Los atentados terroristas del 22 de marzo han agudizado el estado de introspección crítica de la Unión. La reflexión sobre los fracasos y la sucesión de incompetencias de las instituciones contaminan las políticas y actuaciones de las instituciones y los líderes políticos. Europa lleva años encadenando interminables episodios de conmoción, desde Grecia hasta el influjo de refugiados. Frente a éstos, los dirigentes han adoptado una mentalidad de respuesta de crisis que antepone la reacción a la acción perpetuando la desestabilización. Y reina la autocomplacencia.
Las crisis se han convertido así en norma para la UE reforzando una idea, muy propia de eurófilos angelistas y eurócratas de marca: que seguiremos saliendo del paso, parcheando y chapuceando. Pero este enfoque es tan desacertado como peligroso.

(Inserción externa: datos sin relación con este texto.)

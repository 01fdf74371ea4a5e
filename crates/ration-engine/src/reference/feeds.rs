// ABOUTME: Shipped feed composition table, values per kg as fed
// ABOUTME: Class tags are fixed attributes of each feed, never inferred from composition
//
// SPDX-License-Identifier: MIT OR Apache-2.0
// Copyright (c) 2025 Async-IO.org

use ration_core::models::{Feed, FeedClass};

/// (name, ME MJ/kg, NeL MJ/kg, crude protein kg/kg, dry matter kg/kg, class)
type FeedRow = (&'static str, f64, f64, f64, f64, FeedClass);

const FEED_TABLE: [FeedRow; 31] = [
    // Straw, stover, hay and silage
    ("Wheat straw", 6.13, 3.5, 0.04, 0.90, FeedClass::Roughage),
    ("Barley straw", 6.13, 3.5, 0.04, 0.90, FeedClass::Roughage),
    ("Rice straw", 5.25, 3.0, 0.035, 0.90, FeedClass::Roughage),
    ("Corn stover", 7.00, 4.0, 0.06, 0.90, FeedClass::Roughage),
    ("Alfalfa hay", 8.75, 5.0, 0.15, 0.90, FeedClass::Roughage),
    ("Camelthorn hay", 8.75, 5.0, 0.10, 0.90, FeedClass::Roughage),
    ("Corn silage, wet, with grain", 9.60, 6.0, 0.08, 0.30, FeedClass::Roughage),
    ("Corn silage, wet, without grain", 7.20, 4.5, 0.08, 0.30, FeedClass::Roughage),
    ("Corn silage, moist, with grain", 10.08, 6.3, 0.075, 0.36, FeedClass::Roughage),
    ("Corn silage, moist, without grain", 7.20, 4.5, 0.075, 0.36, FeedClass::Roughage),
    ("Corn silage, dry, with grain", 10.08, 6.3, 0.07, 0.40, FeedClass::Roughage),
    ("Corn silage, dry, without grain", 7.20, 4.5, 0.07, 0.40, FeedClass::Roughage),
    ("Bean haulm", 7.00, 4.0, 0.12, 0.90, FeedClass::Roughage),
    ("Mung bean haulm", 7.00, 4.0, 0.12, 0.90, FeedClass::Roughage),
    ("Cotton boll hulls", 5.25, 3.0, 0.10, 0.90, FeedClass::Roughage),
    // Grains
    ("Corn grain", 12.72, 8.0, 0.10, 0.90, FeedClass::Energy),
    ("Barley grain", 12.72, 8.0, 0.11, 0.90, FeedClass::Energy),
    ("Wheat grain", 12.72, 8.0, 0.12, 0.90, FeedClass::Energy),
    ("Triticale grain", 12.72, 8.0, 0.10, 0.90, FeedClass::Energy),
    ("Sorghum grain", 11.13, 7.0, 0.10, 0.90, FeedClass::Energy),
    ("Millet grain", 10.34, 6.5, 0.10, 0.90, FeedClass::Energy),
    ("Rice grain", 12.402, 7.8, 0.10, 0.90, FeedClass::Energy),
    // Meals, cakes and brans
    ("Soybean meal", 13.43, 8.5, 0.45, 0.90, FeedClass::Protein),
    ("Rapeseed meal", 11.376, 7.2, 0.38, 0.90, FeedClass::Protein),
    ("Cottonseed meal", 10.27, 6.5, 0.32, 0.90, FeedClass::Protein),
    ("Cottonseed cake", 10.744, 6.8, 0.25, 0.90, FeedClass::Protein),
    ("Linseed cake", 10.744, 6.8, 0.22, 0.90, FeedClass::Protein),
    ("Whole cottonseed", 15.8, 10.0, 0.20, 0.90, FeedClass::Protein),
    ("Wheat bran", 9.48, 6.0, 0.16, 0.90, FeedClass::Protein),
    ("Soybean bran", 9.48, 6.0, 0.15, 0.90, FeedClass::Protein),
    ("Corn bran", 10.27, 6.5, 0.15, 0.90, FeedClass::Protein),
];

pub(super) fn builtin_feeds() -> Vec<Feed> {
    FEED_TABLE
        .iter()
        .map(|&(name, me, nel, protein, dm, class)| Feed::new(name, me, nel, protein, dm, class))
        .collect()
}
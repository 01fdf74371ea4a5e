// ABOUTME: Shipped requirement tables per category
// ABOUTME: NeL interpolation tables for cows and calves, ME nearest-match table for mature bulls
//
// SPDX-License-Identifier: MIT OR Apache-2.0
// Copyright (c) 2025 Async-IO.org

use ration_core::models::{BullNormRow, NormPoint};

/// (weight kg, requirement MJ/day, crude protein g/day)
type Row = (f64, f64, f64);

const LACTATING_COW: [Row; 4] = [
    (350.0, 35.0, 1100.0),
    (450.0, 45.0, 1300.0),
    (550.0, 55.0, 1500.0),
    (650.0, 62.0, 1650.0),
];

const DRY_COW: [Row; 12] = [
    (150.0, 62.0, 900.0),
    (200.0, 75.0, 1050.0),
    (250.0, 83.0, 1110.0),
    (300.0, 92.0, 1200.0),
    (350.0, 100.0, 1250.0),
    (400.0, 105.0, 1260.0),
    (450.0, 110.0, 1260.0),
    (500.0, 115.0, 1280.0),
    (550.0, 122.0, 1300.0),
    (600.0, 125.0, 1310.0),
    (650.0, 125.0, 1310.0),
    (700.0, 130.0, 1350.0),
];

const CALF: [Row; 4] = [
    (50.0, 9.0, 400.0),
    (100.0, 14.0, 600.0),
    (150.0, 20.0, 800.0),
    (200.0, 26.0, 1000.0),
];

// ME basis
const MATURE_BULL: [Row; 13] = [
    (125.0, 45.0, 610.0),
    (175.0, 50.0, 750.0),
    (225.0, 60.0, 850.0),
    (275.0, 68.0, 920.0),
    (325.0, 75.0, 980.0),
    (375.0, 83.0, 1050.0),
    (425.0, 87.0, 1050.0),
    (475.0, 91.0, 1050.0),
    (525.0, 95.0, 1070.0),
    (575.0, 101.0, 1100.0),
    (625.0, 105.0, 1150.0),
    (675.0, 110.0, 1200.0),
    (725.0, 115.0, 1200.0),
];

fn points(rows: &[Row]) -> Vec<NormPoint> {
    rows.iter()
        .map(|&(w, nel, prot)| NormPoint::new(w, nel, prot))
        .collect()
}

pub(super) fn lactating_cow() -> Vec<NormPoint> {
    points(&LACTATING_COW)
}

pub(super) fn dry_cow() -> Vec<NormPoint> {
    points(&DRY_COW)
}

pub(super) fn calf() -> Vec<NormPoint> {
    points(&CALF)
}

pub(super) fn mature_bull() -> Vec<BullNormRow> {
    MATURE_BULL
        .iter()
        .map(|&(w, me, prot)| BullNormRow::new(w, me, prot))
        .collect()
}
// ABOUTME: feeds, categories and validate subcommands over the reference dataset
// ABOUTME: Validation exits non-zero when any invariant is violated
//
// SPDX-License-Identifier: MIT OR Apache-2.0
// Copyright (c) 2025 Async-IO.org

use super::print;
use anyhow::Result;
use feed_ration::formatters::{CategoryTable, FeedTable, OutputFormat};
use feed_ration::{ErrorCode, FeedClass, ReferenceData};
use std::process::ExitCode;
use tracing::warn;

/// Print the feed table, optionally limited to one class
pub fn list_feeds(reference: &ReferenceData, class: Option<&str>, format: OutputFormat) -> Result<()> {
    let feeds = match class {
        Some(name) => {
            let class: FeedClass = name.parse()?;
            reference.feeds_by_class(class).collect()
        }
        None => reference.feeds.iter().collect(),
    };
    print(&FeedTable { feeds }, format)
}

/// Print every category policy
pub fn list_categories(reference: &ReferenceData, format: OutputFormat) -> Result<()> {
    print(
        &CategoryTable {
            policies: &reference.policies,
        },
        format,
    )
}

/// Print the validation report; the exit code flags violations
pub fn validate(reference: &ReferenceData, format: OutputFormat) -> Result<ExitCode> {
    let report = reference.validate();
    print(&report, format)?;
    if report.is_valid() {
        return Ok(ExitCode::SUCCESS);
    }
    warn!(violations = report.violations.len(), "Reference data is invalid");
    let code = ErrorCode::ReferenceDataInvalid.exit_code();
    Ok(ExitCode::from(u8::try_from(code).unwrap_or(1)))
}
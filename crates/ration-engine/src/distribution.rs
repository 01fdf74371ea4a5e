// ABOUTME: Two-phase allocation of the effective total across feed classes and feeds
// ABOUTME: User-pinned amounts are placed verbatim, the remainder split by class-specific weights
//
// SPDX-License-Identifier: MIT OR Apache-2.0
// Copyright (c) 2025 Async-IO.org

//! Distribution Allocator
//!
//! 1. Pinned phase: every override for a selected feed becomes an item as is.
//! 2. Proportional phase: each class gets `percent / 100 * effective` minus what
//!    was already pinned in it, split across its unpinned feeds in proportion to
//!    the attribute that defines the class (dry matter for roughage, energy in
//!    the active basis for energy feeds, crude protein for protein feeds).

use crate::config::RationConfig;
use crate::numeric::{finite_or_zero, safe_divide};
use ration_core::models::{ClassRatios, EnergyBasis, Feed, FeedClass, UserFeedAmount};
use serde::{Deserialize, Serialize};
use std::collections::BTreeMap;
use tracing::debug;

/// Per-feed amounts fixed by the user, keyed by feed name
#[derive(Debug, Clone, Default, PartialEq, Serialize, Deserialize)]
pub struct PinnedAmounts(BTreeMap<String, f64>);

impl PinnedAmounts {
    /// Overrides that apply to the selection
    ///
    /// Overrides for feeds outside the selection are dropped. Amounts are
    /// clamped to zero or more, non-finite amounts count as zero, and a later
    /// override for the same feed replaces an earlier one.
    #[must_use]
    pub fn from_overrides(overrides: &[UserFeedAmount], selected: &[Feed]) -> Self {
        let mut pinned = BTreeMap::new();
        for entry in overrides {
            if selected.iter().any(|f| f.name == entry.feed_name) {
                pinned.insert(
                    entry.feed_name.clone(),
                    finite_or_zero(entry.amount_kg).max(0.0),
                );
            }
        }
        Self(pinned)
    }

    /// Pinned amount for a feed
    #[must_use]
    pub fn get(&self, feed_name: &str) -> Option<f64> {
        self.0.get(feed_name).copied()
    }

    /// Whether the feed is pinned
    #[must_use]
    pub fn contains(&self, feed_name: &str) -> bool {
        self.0.contains_key(feed_name)
    }

    /// Sum of all pinned amounts (kg)
    #[must_use]
    pub fn total(&self) -> f64 {
        self.0.values().sum()
    }

    /// Whether nothing is pinned
    #[must_use]
    pub fn is_empty(&self) -> bool {
        self.0.is_empty()
    }

    /// Pinned feeds in name order
    pub fn iter(&self) -> impl Iterator<Item = (&str, f64)> {
        self.0.iter().map(|(name, kg)| (name.as_str(), *kg))
    }
}

/// Kilograms per feed class
#[derive(Debug, Clone, Copy, Default, PartialEq, Serialize, Deserialize)]
pub struct ClassAmounts {
    /// Roughage (kg)
    pub roughage: f64,
    /// Energy concentrate (kg)
    pub energy: f64,
    /// Protein concentrate (kg)
    pub protein: f64,
}

impl ClassAmounts {
    /// Amount for one class
    #[must_use]
    pub const fn get(&self, class: FeedClass) -> f64 {
        match class {
            FeedClass::Roughage => self.roughage,
            FeedClass::Energy => self.energy,
            FeedClass::Protein => self.protein,
        }
    }

    fn add(&mut self, class: FeedClass, kg: f64) {
        match class {
            FeedClass::Roughage => self.roughage += kg,
            FeedClass::Energy => self.energy += kg,
            FeedClass::Protein => self.protein += kg,
        }
    }

    /// Sum over all classes
    #[must_use]
    pub fn total(&self) -> f64 {
        self.roughage + self.energy + self.protein
    }
}

/// One feed's daily amount
#[derive(Debug, Clone, PartialEq, Serialize, Deserialize)]
pub struct DistributionItem {
    /// The feed
    pub feed: Feed,
    /// Its class
    pub class: FeedClass,
    /// As-fed amount (kg/day)
    pub kg: f64,
    /// Dry matter in that amount (kg/day)
    pub dm_kg: f64,
    /// Amount came from a user override
    pub is_user_defined: bool,
}

impl DistributionItem {
    fn new(feed: &Feed, kg: f64, is_user_defined: bool) -> Self {
        Self {
            feed: feed.clone(),
            class: feed.class,
            kg,
            dm_kg: kg * feed.dry_matter,
            is_user_defined,
        }
    }
}

/// How the distribution was produced
#[derive(Debug, Clone, Copy, PartialEq, Eq, Serialize, Deserialize)]
#[serde(rename_all = "snake_case")]
pub enum AllocationOutcome {
    /// Nothing to allocate
    Empty,
    /// Pinned amounts already meet the effective total
    PinnedOnly,
    /// Remainder split proportionally after pinning
    Proportional,
}

/// Full allocation result
#[derive(Debug, Clone, PartialEq, Serialize, Deserialize)]
pub struct Distribution {
    /// Which phase produced the final answer
    pub outcome: AllocationOutcome,
    /// Per-class sums of the items
    pub per_class_kg: ClassAmounts,
    /// Items sorted by feed name
    pub items: Vec<DistributionItem>,
    /// Total dry matter over all items (kg)
    pub dm_total_kg: f64,
}

impl Distribution {
    /// No items
    #[must_use]
    pub fn empty() -> Self {
        Self {
            outcome: AllocationOutcome::Empty,
            per_class_kg: ClassAmounts::default(),
            items: Vec::new(),
            dm_total_kg: 0.0,
        }
    }

    /// Sum of all item amounts (kg)
    #[must_use]
    pub fn total_kg(&self) -> f64 {
        self.items.iter().map(|i| i.kg).sum()
    }

    /// Item for a feed
    #[must_use]
    pub fn item(&self, feed_name: &str) -> Option<&DistributionItem> {
        self.items.iter().find(|i| i.feed.name == feed_name)
    }

    /// Items of one class
    pub fn items_of(&self, class: FeedClass) -> impl Iterator<Item = &DistributionItem> {
        self.items.iter().filter(move |i| i.class == class)
    }

    fn finish(outcome: AllocationOutcome, mut items: Vec<DistributionItem>) -> Self {
        items.sort_by(|a, b| a.feed.name.cmp(&b.feed.name));
        let mut per_class_kg = ClassAmounts::default();
        for item in &items {
            per_class_kg.add(item.class, item.kg);
        }
        let dm_total_kg = items.iter().map(|i| i.dm_kg).sum();
        Self {
            outcome,
            per_class_kg,
            items,
            dm_total_kg,
        }
    }
}

fn class_weight(feed: &Feed, basis: EnergyBasis, floor: f64) -> f64 {
    let raw = match feed.class {
        FeedClass::Roughage => feed.dry_matter,
        FeedClass::Energy => feed.energy(basis),
        FeedClass::Protein => feed.protein,
    };
    finite_or_zero(raw).max(floor)
}

/// Allocate the effective total across the selected feeds
#[must_use]
pub fn build_distribution(
    selected: &[Feed],
    ratios: &ClassRatios,
    basis: EnergyBasis,
    effective_total_kg: f64,
    pinned: &PinnedAmounts,
    config: &RationConfig,
) -> Distribution {
    if !(effective_total_kg.is_finite() && effective_total_kg > 0.0) || selected.is_empty() {
        return Distribution::empty();
    }

    let mut items = Vec::with_capacity(selected.len());
    let mut pinned_by_class = ClassAmounts::default();
    for feed in selected {
        if let Some(kg) = pinned.get(&feed.name) {
            items.push(DistributionItem::new(feed, kg, true));
            pinned_by_class.add(feed.class, kg);
        }
    }

    let pinned_total = pinned_by_class.total();
    if pinned_total >= effective_total_kg {
        debug!(pinned_total, effective_total_kg, "Pinned amounts cover the total");
        return Distribution::finish(AllocationOutcome::PinnedOnly, items);
    }

    let floor = config.allocation.min_class_weight;
    for class in FeedClass::ALL {
        let target = ratios.get(class) / 100.0 * effective_total_kg;
        let remaining = (target - pinned_by_class.get(class)).max(0.0);
        if remaining <= 0.0 {
            continue;
        }

        let members: Vec<(&Feed, f64)> = selected
            .iter()
            .filter(|f| f.class == class && !pinned.contains(&f.name))
            .map(|f| (f, class_weight(f, basis, floor)))
            .collect();
        let weight_sum: f64 = members.iter().map(|(_, w)| w).sum();
        if weight_sum <= 0.0 {
            continue;
        }

        for (feed, weight) in members {
            let share = safe_divide(weight * remaining, weight_sum, 0.0);
            if share > 0.0 {
                items.push(DistributionItem::new(feed, share, false));
            }
        }
    }

    let distribution = Distribution::finish(AllocationOutcome::Proportional, items);
    debug!(
        items = distribution.items.len(),
        total_kg = distribution.total_kg(),
        dm_total_kg = distribution.dm_total_kg,
        "Distribution built"
    );
    distribution
}

#[cfg(test)]
mod tests {
    use super::*;

    fn feeds() -> Vec<Feed> {
        vec![
            Feed::new("Hay", 8.0, 5.0, 0.15, 0.9, FeedClass::Roughage),
            Feed::new("Silage", 9.0, 6.0, 0.08, 0.3, FeedClass::Roughage),
            Feed::new("Grain", 12.0, 8.0, 0.1, 0.9, FeedClass::Energy),
        ]
    }

    #[test]
    fn test_roughage_weighted_by_dry_matter() {
        let dist = build_distribution(
            &feeds(),
            &ClassRatios::new(60.0, 40.0, 0.0),
            EnergyBasis::Nel,
            10.0,
            &PinnedAmounts::default(),
            &RationConfig::default(),
        );
        let hay = dist.item("Hay").map_or(0.0, |i| i.kg);
        let silage = dist.item("Silage").map_or(0.0, |i| i.kg);
        assert!((hay - 4.5).abs() < 1e-9);
        assert!((silage - 1.5).abs() < 1e-9);
        assert_eq!(dist.outcome, AllocationOutcome::Proportional);
    }

    #[test]
    fn test_override_outside_selection_ignored() {
        let selected = feeds();
        let pinned = PinnedAmounts::from_overrides(
            &[
                UserFeedAmount::new("Soybean meal", 3.0),
                UserFeedAmount::new("Hay", -2.0),
                UserFeedAmount::new("Grain", 1.0),
                UserFeedAmount::new("Grain", 2.0),
            ],
            &selected,
        );
        assert!(!pinned.contains("Soybean meal"));
        assert_eq!(pinned.get("Hay"), Some(0.0));
        assert_eq!(pinned.get("Grain"), Some(2.0));
        assert!((pinned.total() - 2.0).abs() < f64::EPSILON);
    }
}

Ha llegado el momento de decidir si la UE constituye un ente verdaderamente transnacional, o una plataforma de acuerdos intergubernamentales disfrazados. Si es este último el caso, llamemos a las cosas por su nombre y aceptemos que esta lógica supondrá la irrelevancia creciente de la Unión y sus Estados miembro. Porque apoyar sólo de boquilla un enfoque común en cuestiones críticas no aporta soluciones a los problemas y deja escapar importantes oportunidades. En pocas palabras: si cada uno va a lo suyo, nos hundiremos todos.